Lewis Dot Structure for H2S
Created by MakeTheBrainHappy.
This is the Lewis Dot Structure for H2S (hydrogen sulfide). The rules for drawing lewis structures permit the replacement of the bond lines with two electrons. As we have previously discussed, hydrogen only requires two electrons to fill up its valence shell because it only has a 1s shell as the very first element in the periodic table. Sulfur in this case shares the second required valence electron to fill hydrogen's octet. On the flip side, hydrogen shares its one electron which combined with sulfurs two lone pairs fill sulfur's valence shell with an octet.

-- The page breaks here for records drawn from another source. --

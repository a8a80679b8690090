//! Unit tests for facet selection semantics and session filter controls.

use crate::helpers::{Lcg, dogs_session, migration_session};
use civicboard::facet::{FacetSelection, FilterState, SelectionMode, YearRange, filter_rows};
use civicboard::{Dataset, FacetDef};
use std::collections::BTreeSet;

#[derive(Debug)]
struct Row {
    year: i32,
    sex: String,
}

fn sex(r: &Row) -> &str {
    &r.sex
}

fn rows() -> Vec<Row> {
    vec![
        Row { year: 2019, sex: "w".into() },
        Row { year: 2020, sex: "m".into() },
        Row { year: 2021, sex: "w".into() },
    ]
}

#[test]
fn test_absent_facet_applies_no_predicate() {
    let rows = rows();
    let facets = [FacetDef::required("sex", "Sex", sex as fn(&Row) -> &str)];
    let state = FilterState::new(YearRange::new(2019, 2021));
    assert_eq!(filter_rows(&rows, |r| r.year, &facets, &state).len(), 3);
}

#[test]
fn test_required_empty_rejects_and_optional_empty_accepts() {
    let rows = rows();
    let facets = [FacetDef::required("sex", "Sex", sex as fn(&Row) -> &str)];

    let required = FilterState::new(YearRange::new(2019, 2021))
        .with_facet("sex", FacetSelection::new(SelectionMode::Required));
    assert!(filter_rows(&rows, |r| r.year, &facets, &required).is_empty());

    let optional = FilterState::new(YearRange::new(2019, 2021))
        .with_facet("sex", FacetSelection::new(SelectionMode::Optional));
    assert_eq!(filter_rows(&rows, |r| r.year, &facets, &optional).len(), 3);
}

#[test]
fn test_inverted_year_range_matches_nothing() {
    let rows = rows();
    let facets: [FacetDef<Row>; 0] = [];
    let state = FilterState::new(YearRange::new(2021, 2019));
    assert!(filter_rows(&rows, |r| r.year, &facets, &state).is_empty());
}

#[test]
fn test_filtered_rows_keep_input_order() {
    let rows = rows();
    let facets = [FacetDef::required("sex", "Sex", sex as fn(&Row) -> &str)];
    let state = FilterState::new(YearRange::new(2019, 2021))
        .with_facet("sex", FacetSelection::with_values(SelectionMode::Required, ["w"]));
    let years: Vec<i32> = filter_rows(&rows, |r| r.year, &facets, &state)
        .iter()
        .map(|r| r.year)
        .collect();
    assert_eq!(years, [2019, 2021]);
}

#[test]
fn test_default_filters_select_required_categories() {
    let session = dogs_session();
    let filters = session.filters();
    assert_eq!(filters.years, YearRange::new(2019, 2021));

    let owner_sex = filters.selection("owner_sex").unwrap();
    assert_eq!(owner_sex.mode, SelectionMode::Required);
    assert_eq!(owner_sex.selected.len(), 2);

    let kreis = filters.selection("kreis").unwrap();
    assert_eq!(kreis.mode, SelectionMode::Optional);
    assert!(kreis.selected.is_empty());
    assert_eq!(session.filtered().len(), session.rows().len());
}

#[test]
fn test_toggle_required_value() {
    let mut session = dogs_session();
    assert!(session.toggle("owner_sex", "männlich"));
    assert!(session.filtered().iter().all(|r| r.owner_sex == "weiblich"));
    assert!(session.toggle("owner_sex", "männlich"));
    assert_eq!(session.filtered().len(), session.rows().len());
}

#[test]
fn test_unknown_facet_is_rejected() {
    let mut session = dogs_session();
    assert!(!session.select("colour", ["brown"]));
    assert!(!session.toggle("colour", "brown"));
}

#[test]
fn test_year_bounds_clamp_and_never_cross() {
    let mut session = migration_session();
    session.set_year_min(1990);
    assert_eq!(session.filters().years.min, 2018);

    session.set_year_max(2019);
    session.set_year_min(2020);
    assert_eq!(session.filters().years, YearRange::new(2019, 2019));

    session.set_year_max(2000);
    assert_eq!(session.filters().years, YearRange::new(2019, 2019));
}

#[test]
fn test_raw_year_range_may_invert() {
    let mut session = migration_session();
    session.set_year_range(2020, 2018);
    assert!(session.filtered().is_empty());

    session.reset_filters();
    assert_eq!(session.filtered().len(), 5);
}

#[test]
fn test_optional_selection_narrows() {
    let mut session = migration_session();
    session.select("kreis", ["Kreis 5"]);
    let rows = session.filtered();
    assert_eq!(rows.len(), 2);
    assert!(rows.iter().all(|r| session.dataset().temporal(r) == 2019));
}

const SEXES: [&str; 3] = ["w", "m", "x"];
const KREISE: [&str; 4] = ["Kreis 1", "Kreis 2", "Kreis 3", "Kreis 4"];

#[derive(Debug)]
struct GenRow {
    id: usize,
    year: i32,
    sex: &'static str,
    kreis: &'static str,
}

fn gen_sex(r: &GenRow) -> &str {
    r.sex
}

fn gen_kreis(r: &GenRow) -> &str {
    r.kreis
}

fn generated_rows(seed: u64, n: usize) -> Vec<GenRow> {
    let mut rng = Lcg::new(seed);
    (0..n)
        .map(|id| GenRow {
            id,
            year: 2015 + rng.below(8) as i32,
            sex: SEXES[rng.below(3) as usize],
            kreis: KREISE[rng.below(4) as usize],
        })
        .collect()
}

fn gen_state(years: YearRange, sexes: &[&str], kreise: &[&str]) -> FilterState {
    FilterState::new(years)
        .with_facet(
            "sex",
            FacetSelection::with_values(SelectionMode::Required, sexes.iter().copied()),
        )
        .with_facet(
            "kreis",
            FacetSelection::with_values(SelectionMode::Optional, kreise.iter().copied()),
        )
}

fn passing_ids(rows: &[GenRow], state: &FilterState) -> BTreeSet<usize> {
    let facets = [
        FacetDef::required("sex", "Sex", gen_sex as fn(&GenRow) -> &str),
        FacetDef::optional("kreis", "Kreis", gen_kreis as fn(&GenRow) -> &str),
    ];
    filter_rows(rows, |r| r.year, &facets, state)
        .iter()
        .map(|r| r.id)
        .collect()
}

#[test]
fn test_widening_a_filter_only_adds_rows() {
    let ranges = [(2017, 2018), (2015, 2015), (2019, 2022), (2020, 2016)];
    let sex_choices: [&[&str]; 3] = [&[], &["w"], &["w", "m"]];
    // a non-empty optional selection; an empty one already admits everything
    let kreis_choices: [&[&str]; 2] = [&["Kreis 2"], &["Kreis 1", "Kreis 3"]];
    let mut grew = false;

    for seed in [1, 7, 42, 2024, 9001] {
        let rows = generated_rows(seed, 200);
        for (min, max) in ranges {
            let narrow = YearRange::new(min, max);
            for sexes in sex_choices {
                for kreise in kreis_choices {
                    let base = passing_ids(&rows, &gen_state(narrow, sexes, kreise));

                    let wide = YearRange::new(min - 1, max + 2);
                    let mut widened = vec![passing_ids(&rows, &gen_state(wide, sexes, kreise))];
                    for extra in SEXES {
                        let mut more = sexes.to_vec();
                        more.push(extra);
                        widened.push(passing_ids(&rows, &gen_state(narrow, &more, kreise)));
                    }
                    for extra in KREISE {
                        let mut more = kreise.to_vec();
                        more.push(extra);
                        widened.push(passing_ids(&rows, &gen_state(narrow, sexes, &more)));
                    }

                    for wider in &widened {
                        assert!(
                            base.is_subset(wider),
                            "seed {seed}, years {min}..={max}, sex {sexes:?}, kreis {kreise:?}"
                        );
                        grew |= wider.len() > base.len();
                    }
                }
            }
        }
    }
    assert!(grew);
}
//! Error types for data operations
//!
//! Provides unified error handling for loading and settings operations.
//! The parser and the pipeline stages never produce these; they degrade to
//! empty or placeholder output instead.

use thiserror::Error;

/// Errors that can occur while loading a dataset or its settings
#[derive(Error, Debug)]
pub enum DataError {
    /// IO error from std::io
    #[error("IO error: {0}")]
    Io(#[from] std::io::Error),

    /// JSON parsing error from serde_json
    #[error("JSON parse error: {0}")]
    Json(#[from] serde_json::Error),

    /// Source text contained no header row
    #[error("Empty file")]
    EmptyFile,

    /// Header row had no usable column names
    #[error("No columns found")]
    NoColumns,

    /// A column the normalizer depends on is not in the header
    #[error("Missing column: {0}")]
    MissingColumn(String),

    /// Every record was rejected by the normalizer
    #[error("No usable rows ({rejected} records rejected)")]
    NoRows { rejected: usize },
}

/// Result type alias for data operations
pub type DataResult<T> = Result<T, DataError>;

Within the structure of the molecule it can be easily calculated that all of the formal structures are neutral based on the amount of electrons required to fill their valence electron. However in a similar manner as the H2O molecule, the presence of two lone pair electrons creates a dipole moment and similar "bent" structure. Although the resulting intermolecular forces are not considered hydrogen bonds due to the relatively lower electronegativity difference between hydrogen and sulfur than between hydrogen and oxygen, they still qualify this molecule with the designation of "polar."

H2S Gas by Concentration (Appearance)
H2S color at various concentrations. Source
Due to the weaker nature of these dipole interactions, H2S has a much lower melting point of -82˚C and boiling point of -60˚C. Nevertheless, H2S is extremely flammable and corrosive due to its polar nature.

H2S Probe
H2S probe. Source
In the absence of oxygen some bacteria are able to produce H2S as a byproduct of the decomposition of organic materials. H2S is considered a hazard to human health and therefore is monitored utilizing a probe as shown in the image above. H2S is most typically found at facilities producing crude oil or handling waste. It tends to accumulate in poor ventilated low lying spaces due to H2S having a molecular mass greater than that of the atmosphere. This increases the risk because higher levels of H2S damage the human body more than lower levels.

It smells like "rotten eggs" and can therefore be detected by humans.

Sulfur Cycle
The Sulfur Cycle. Source
Sulfur plays a key role in the "sulfur cycle" within earths atmosphere both in the process of decomposition by bacteria, within the material spewed from a volcano and from the products created by oil and natural gas manufacturing. Different kinds of bacteria either utilize H2S as a fuel source or release it into the environment as a byproduct of energy processing. Oftentimes H2S is lethal to many animals (not just humans) and in fact it has been implicated in numerous mass extinctions of life, most notably the Permian extinction event 252 million years ago.